Are You the Victim of Domestic Abuse in Florida?

|

Domestic abuse in Florida is a direct violation of specially-written laws designed to protect victims. In Florida, domestic abuse, or, more specifically, “domestic violence,” includes any number of physical crimes, such as assault, battery, sexual assault, and kidnapping, committed by a family or household member.

These laws, in order to properly provide protection for all victims of domestic abuse, are complex and can be difficult to understand. If you even suspect that you or a loved one might be suffering from domestic abuse, remember: no person has to live in fear or pain caused by domestic abuse. Contact our Sarasota domestic battery lawyers for help. We will protect your confidentiality and get you the help you need.

Why Don’t More People Get Help for Domestic Abuse?

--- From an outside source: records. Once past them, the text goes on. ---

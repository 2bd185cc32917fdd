//! The ray-marched metaball pipeline
//!
//! A single full-screen subpass: every pixel reconstructs its world-space
//! ray from the camera, sphere-traces the metaball field, and shades the
//! hit inline with the same lighting accumulator the deferred pipeline
//! uses. Misses keep the clear color; they are an expected outcome of the
//! march, not a failure.
//!
//! Pixel centers sit at half-integer coordinates and screen Y grows
//! downward, so the NDC Y is flipped when the ray is built.

use crate::foundation::math::Vec3;
use crate::geometry::sdf::{scene_albedo, MarchSettings, RayMarcher};
use crate::render::attachments::RenderTarget;
use crate::render::pass::{marched_schedule, PassSchedule};
use crate::render::shading::{self, SurfaceAttributes};
use crate::render::{PipelineError, RenderError};
use crate::scene::camera::Camera;
use crate::scene::lighting::{AmbientLight, PointLightSet};
use crate::scene::metaball::MetaballField;
use crate::scene::SceneError;

/// Ray-marched renderer over a metaball field
///
/// Owns its color target; one instance renders any number of frames at a
/// fixed resolution. The metaball surface is a single implicit material,
/// so the specular parameters live on the renderer rather than per ball.
#[derive(Debug)]
pub struct MarchedRenderer {
    schedule: PassSchedule,
    marcher: RayMarcher,
    target: RenderTarget,
    specular_intensity: f32,
    shininess: f32,
}

impl MarchedRenderer {
    /// Create a renderer for the given resolution and march settings
    ///
    /// # Errors
    /// Returns [`PipelineError::EmptyTarget`] for zero-sized dimensions and
    /// [`crate::geometry::GeometryError::InvalidMarchSetting`] for tracer
    /// tunables outside their usable range.
    pub fn new(width: u32, height: u32, settings: MarchSettings) -> Result<Self, RenderError> {
        if width == 0 || height == 0 {
            return Err(PipelineError::EmptyTarget { width, height }.into());
        }
        settings.validate()?;
        let schedule = marched_schedule()?;
        log::debug!("marched renderer at {width}x{height}");
        Ok(Self {
            schedule,
            marcher: RayMarcher::new(settings),
            target: RenderTarget::new(width, height),
            specular_intensity: 0.5,
            shininess: 32.0,
        })
    }

    /// The validated subpass schedule this renderer executes
    pub fn schedule(&self) -> &PassSchedule {
        &self.schedule
    }

    /// Replace the implicit surface's specular material
    ///
    /// # Errors
    /// Returns [`SceneError::DegenerateShininess`] unless `shininess` is a
    /// finite positive exponent.
    pub fn set_material(&mut self, specular_intensity: f32, shininess: f32) -> Result<(), SceneError> {
        if !(shininess.is_finite() && shininess > 0.0) {
            return Err(SceneError::DegenerateShininess(shininess));
        }
        self.specular_intensity = specular_intensity;
        self.shininess = shininess;
        Ok(())
    }

    /// Render one frame of the field
    ///
    /// Every pixel either shades a surface hit or keeps `clear_color`.
    pub fn render(
        &mut self,
        camera: &Camera,
        field: &MetaballField,
        lights: &PointLightSet,
        ambient: &AmbientLight,
        clear_color: &Vec3,
    ) -> &RenderTarget {
        let width = self.target.width();
        let height = self.target.height();
        let origin = camera.world_position();
        let blend = self.marcher.settings().blend;

        log::trace!(
            "marching {} metaballs through {width}x{height} pixels",
            field.len()
        );

        self.target.clear(clear_color);
        for y in 0..height {
            for x in 0..width {
                let ndc_x = ((x as f32 + 0.5) / width as f32) * 2.0 - 1.0;
                let ndc_y = 1.0 - ((y as f32 + 0.5) / height as f32) * 2.0;
                let direction = camera.ray_direction(ndc_x, ndc_y);

                let Some(hit) = self.marcher.march(field, &origin, &direction) else {
                    continue;
                };

                let surface = SurfaceAttributes {
                    albedo: scene_albedo(field, &hit.position, blend),
                    normal: self.marcher.surface_normal(field, &hit.position, &direction),
                    position: hit.position,
                    specular_intensity: self.specular_intensity,
                    shininess: self.shininess,
                };
                let color = shading::shade(&surface, &origin, lights, ambient);
                self.target.set(x, y, &color);
            }
        }
        &self.target
    }

    /// The color target of the most recent frame
    pub fn target(&self) -> &RenderTarget {
        &self.target
    }
}

#[cfg(test)]
mod tests {
    use super::*;
    use crate::foundation::math::utils::deg_to_rad;
    use crate::scene::lighting::PointLight;
    use crate::scene::metaball::Metaball;

    const SIZE: u32 = 16;

    fn camera() -> Camera {
        Camera::look_at(
            Vec3::new(0.0, 0.0, 5.0),
            Vec3::zeros(),
            Vec3::new(0.0, 1.0, 0.0),
            deg_to_rad(60.0),
            1.0,
            0.1,
            100.0,
        )
        .unwrap()
    }

    fn centered_field() -> MetaballField {
        let ball = Metaball::new(Vec3::zeros(), Vec3::new(1.0, 0.2, 0.2), 1.5).unwrap();
        MetaballField::from_slice(&[ball]).unwrap()
    }

    fn scene_lights() -> (PointLightSet, AmbientLight) {
        let light =
            PointLight::new(Vec3::new(2.0, 3.0, 5.0), Vec3::new(1.0, 1.0, 1.0), 20.0).unwrap();
        (
            PointLightSet::from_slice(&[light]).unwrap(),
            AmbientLight::new(Vec3::new(1.0, 1.0, 1.0), 0.1).unwrap(),
        )
    }

    #[test]
    fn zero_sized_targets_are_rejected() {
        assert!(matches!(
            MarchedRenderer::new(16, 0, MarchSettings::default()),
            Err(RenderError::Pipeline(PipelineError::EmptyTarget { .. }))
        ));
    }

    #[test]
    fn unusable_march_settings_are_rejected_at_build() {
        use crate::geometry::GeometryError;

        // A zero blend would divide by zero in the smooth minimum and
        // flood every frame with NaN; the build must refuse it.
        let result = MarchedRenderer::new(
            SIZE,
            SIZE,
            MarchSettings {
                blend: 0.0,
                ..MarchSettings::default()
            },
        );
        assert!(matches!(
            result,
            Err(RenderError::Geometry(
                GeometryError::InvalidMarchSetting { name: "blend", .. }
            ))
        ));

        let result = MarchedRenderer::new(
            SIZE,
            SIZE,
            MarchSettings {
                hit_threshold: f32::NAN,
                ..MarchSettings::default()
            },
        );
        assert!(matches!(
            result,
            Err(RenderError::Geometry(
                GeometryError::InvalidMarchSetting { .. }
            ))
        ));
    }

    #[test]
    fn centered_ball_shades_the_middle_and_misses_the_corners() {
        let mut renderer = MarchedRenderer::new(SIZE, SIZE, MarchSettings::default()).unwrap();
        let (lights, ambient) = scene_lights();
        let clear = Vec3::new(0.05, 0.05, 0.1);

        let target = renderer.render(&camera(), &centered_field(), &lights, &ambient, &clear);

        let center = SIZE / 2;
        let [r, g, b, _] = target.pixel(center, center);
        assert_ne!((r, g, b), (0.05, 0.05, 0.1), "center pixel must be a hit");
        // The ball is red; its lit color keeps red dominant.
        assert!(r > g && r > b);

        let [r, g, b, _] = target.pixel(0, 0);
        assert_eq!((r, g, b), (0.05, 0.05, 0.1), "corner pixel must miss");
    }

    #[test]
    fn empty_field_leaves_only_the_clear_color() {
        let mut renderer = MarchedRenderer::new(SIZE, SIZE, MarchSettings::default()).unwrap();
        let (lights, ambient) = scene_lights();
        let clear = Vec3::new(0.2, 0.0, 0.4);

        let target = renderer.render(&camera(), &MetaballField::new(), &lights, &ambient, &clear);

        for y in 0..SIZE {
            for x in 0..SIZE {
                assert_eq!(target.pixel(x, y), [0.2, 0.0, 0.4, 1.0]);
            }
        }
    }

    #[test]
    fn degenerate_material_is_rejected() {
        let mut renderer = MarchedRenderer::new(SIZE, SIZE, MarchSettings::default()).unwrap();
        assert!(renderer.set_material(1.0, 0.0).is_err());
        assert!(renderer.set_material(1.0, f32::NAN).is_err());
        assert!(renderer.set_material(1.0, 64.0).is_ok());
    }

    #[test]
    fn identical_frames_are_deterministic() {
        let (lights, ambient) = scene_lights();
        let render = || {
            let mut renderer =
                MarchedRenderer::new(SIZE, SIZE, MarchSettings::default()).unwrap();
            renderer
                .render(&camera(), &centered_field(), &lights, &ambient, &Vec3::zeros())
                .clone()
        };
        assert_eq!(render(), render());
    }
}
//! Signed-distance-field evaluation and sphere tracing
//!
//! The implicit geometry evaluator: the scene's distance field is the
//! smooth-minimum blend of every active metaball's sphere distance, and a
//! ray is traced by repeatedly stepping forward by the field value until
//! it lands within the hit threshold or leaves the trace range.
//!
//! Running out of iterations is a defined miss, not an error: the
//! iteration cap bounds work per pixel, and "no surface" is a valid
//! answer.

use serde::{Deserialize, Serialize};

use crate::foundation::math::{utils, Vec3};
use crate::geometry::GeometryError;
use crate::scene::metaball::MetaballField;

/// Field value reported for an empty metaball field
///
/// Large enough that any march immediately exceeds its maximum trace
/// distance: an empty scene is always a miss.
pub const EMPTY_FIELD_DISTANCE: f32 = 1.0e9;

/// Tunable parameters of the sphere tracer
#[derive(Debug, Clone, Copy, PartialEq, Serialize, Deserialize)]
pub struct MarchSettings {
    /// Distance below which the ray is considered to have hit the surface
    pub hit_threshold: f32,
    /// Total travel distance beyond which the march reports a miss
    pub max_distance: f32,
    /// Iteration cap; exhausting it is a miss, never an error
    pub max_steps: u32,
    /// Smooth-minimum blend factor between overlapping metaballs
    pub blend: f32,
    /// Step size for central-difference normal estimation
    pub normal_step: f32,
}

impl MarchSettings {
    /// Check every tunable is inside its usable range
    ///
    /// The distances and the blend factor must be finite and positive (a
    /// non-positive blend would divide by zero inside `smin`), and the
    /// iteration cap must be non-zero. Run at pipeline build, before any
    /// pixel work.
    ///
    /// # Errors
    /// Returns [`GeometryError::InvalidMarchSetting`] naming the first
    /// offending field.
    pub fn validate(&self) -> Result<(), GeometryError> {
        let positive = [
            ("hit_threshold", self.hit_threshold),
            ("max_distance", self.max_distance),
            ("blend", self.blend),
            ("normal_step", self.normal_step),
        ];
        for (name, value) in positive {
            if !(value.is_finite() && value > 0.0) {
                return Err(GeometryError::InvalidMarchSetting { name, value });
            }
        }
        if self.max_steps == 0 {
            return Err(GeometryError::InvalidMarchSetting {
                name: "max_steps",
                value: 0.0,
            });
        }
        Ok(())
    }
}

impl Default for MarchSettings {
    fn default() -> Self {
        Self {
            hit_threshold: 0.01,
            max_distance: 50.0,
            max_steps: 100,
            blend: 0.5,
            normal_step: 0.001,
        }
    }
}

/// A surface point found by the sphere tracer
#[derive(Debug, Clone, Copy, PartialEq)]
pub struct RayHit {
    /// World-space surface point
    pub position: Vec3,
    /// Distance traveled from the ray origin
    pub distance: f32,
}

/// Polynomial smooth minimum
///
/// Blends two distance values into a seamless union instead of a hard
/// `min`. Commutative; the result is at most `min(a, b)` and at least
/// `min(a, b) - k / 4`.
pub fn smin(a: f32, b: f32, k: f32) -> f32 {
    let h = utils::clamp(0.5 + 0.5 * (a - b) / k, 0.0, 1.0);
    utils::lerp(a, b, h) - k * h * (1.0 - h)
}

/// Signed distance from `point` to a sphere surface
pub fn sphere_distance(point: &Vec3, center: &Vec3, radius: f32) -> f32 {
    (point - center).norm() - radius
}

/// Evaluate the blended scene distance field at a point
///
/// Zero active metaballs yields [`EMPTY_FIELD_DISTANCE`], so the march
/// always misses. The fold is seeded from the first ball's own distance;
/// the sentinel never enters `smin`, whose f32 interpolation would
/// otherwise swallow the real distance in the sentinel's rounding
/// granularity.
pub fn scene_distance(field: &MetaballField, point: &Vec3, blend: f32) -> f32 {
    let mut balls = field.active().iter();
    let Some(first) = balls.next() else {
        return EMPTY_FIELD_DISTANCE;
    };
    let mut distance = sphere_distance(point, first.position(), first.radius());
    for ball in balls {
        let ball_distance = sphere_distance(point, ball.position(), ball.radius());
        distance = smin(distance, ball_distance, blend);
    }
    distance
}

/// Evaluate the blended surface color at a point
///
/// Colors are mixed with the same interpolation weights `smin` applies to
/// the distances, so color transitions track the geometric blending.
pub fn scene_albedo(field: &MetaballField, point: &Vec3, blend: f32) -> Vec3 {
    let mut balls = field.active().iter();
    let Some(first) = balls.next() else {
        return Vec3::new(1.0, 1.0, 1.0);
    };
    let mut distance = sphere_distance(point, first.position(), first.radius());
    let mut color = *first.color();
    for ball in balls {
        let ball_distance = sphere_distance(point, ball.position(), ball.radius());
        let h = utils::clamp(0.5 + 0.5 * (distance - ball_distance) / blend, 0.0, 1.0);
        color = color.lerp(ball.color(), h);
        distance = smin(distance, ball_distance, blend);
    }
    color
}

/// Sphere tracer over a metaball field
///
/// Selected once per pipeline build; `march` is invoked per pixel by the
/// marching orchestrator.
#[derive(Debug, Clone, Default)]
pub struct RayMarcher {
    settings: MarchSettings,
}

impl RayMarcher {
    /// Create a tracer with the given settings
    pub fn new(settings: MarchSettings) -> Self {
        Self { settings }
    }

    /// The tracer's tunables
    pub fn settings(&self) -> &MarchSettings {
        &self.settings
    }

    /// Trace a ray through the field
    ///
    /// `direction` must be unit length. Returns `None` on a miss: the ray
    /// either traveled past the maximum trace distance or exhausted the
    /// iteration cap.
    pub fn march(&self, field: &MetaballField, origin: &Vec3, direction: &Vec3) -> Option<RayHit> {
        let mut traveled = 0.0_f32;
        for _ in 0..self.settings.max_steps {
            let point = origin + direction * traveled;
            let distance = scene_distance(field, &point, self.settings.blend);
            if distance < self.settings.hit_threshold {
                return Some(RayHit {
                    position: point,
                    distance: traveled,
                });
            }
            traveled += distance;
            if traveled > self.settings.max_distance {
                return None;
            }
        }
        None
    }

    /// Estimate the surface normal at a hit point
    ///
    /// Central finite differences of the distance field along each axis.
    /// `incoming` is the ray direction, used as an orientation fallback if
    /// the gradient degenerates to zero.
    pub fn surface_normal(&self, field: &MetaballField, point: &Vec3, incoming: &Vec3) -> Vec3 {
        let step = self.settings.normal_step;
        let blend = self.settings.blend;
        let gradient = Vec3::new(
            scene_distance(field, &(point + Vec3::new(step, 0.0, 0.0)), blend)
                - scene_distance(field, &(point - Vec3::new(step, 0.0, 0.0)), blend),
            scene_distance(field, &(point + Vec3::new(0.0, step, 0.0)), blend)
                - scene_distance(field, &(point - Vec3::new(0.0, step, 0.0)), blend),
            scene_distance(field, &(point + Vec3::new(0.0, 0.0, step)), blend)
                - scene_distance(field, &(point - Vec3::new(0.0, 0.0, step)), blend),
        );
        gradient
            .try_normalize(f32::EPSILON)
            .unwrap_or_else(|| -incoming)
    }
}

Domestic abuse is notoriously under-reported for several reasons. According to the National Domestic Violence Hotline, domestic abuse goes under-reported primarily for the following reasons: 

  • Fear. Victims are afraid of the consequences of leaving an abusive relationship and have likely been threatened numerous times.
  • Love. Many victims still love their abusive partner and may have children with them, and they don’t want to break up their family. Abusive people are often charismatic and charming, especially at the beginning of a relationship. Victims often hope that their partner will go back to being that charming person. They may want the violence to stop, but the relationship to continue.
  • Believing Abuse is Normal. Many victims, particularly people who grew up in an abusive household, believe their situation is normal.
  • Fear of Being Outed. Victims in an LGBTQ relationship who have not yet come out fear that their partner may threaten to reveal this secret.
  • Embarrassment and Shame. Many victims fear the stigma of being abused and are afraid that their friends and family will judge them.
  • Low Self-Esteem. When an abusive partner constantly degrades someone and blames them for the abuse, it can be easy for the victim to believe those statements and believe it’s their own fault.
  • Lack of Money/Resources. Using financial threats and punishments is common in abusive relationships, as victims may depend financially on their abusive partner. Without access to money and resources, and often lacking even a safe place to go to, it may seem impossible for them to leave the abusive relationship. This feeling of helplessness is especially prevalent if the person lives with their abusive partner.
  • Cultural/Religious Reasons. Tradition and specific gender roles imposed by a victim’s culture or religion may influence them to stay rather than end the relationship for fear of bringing shame upon their family.
  • Language Barriers/Immigration Status. Undocumented victims may fear that reporting the abuse will affect their immigration status. Also, if their first language is a language other than English, it can be difficult to express the details of their situation to others.
  • Disability. When someone is physically dependent on their abusive partner, they may be particularly vulnerable and dependent on their abusive relationship.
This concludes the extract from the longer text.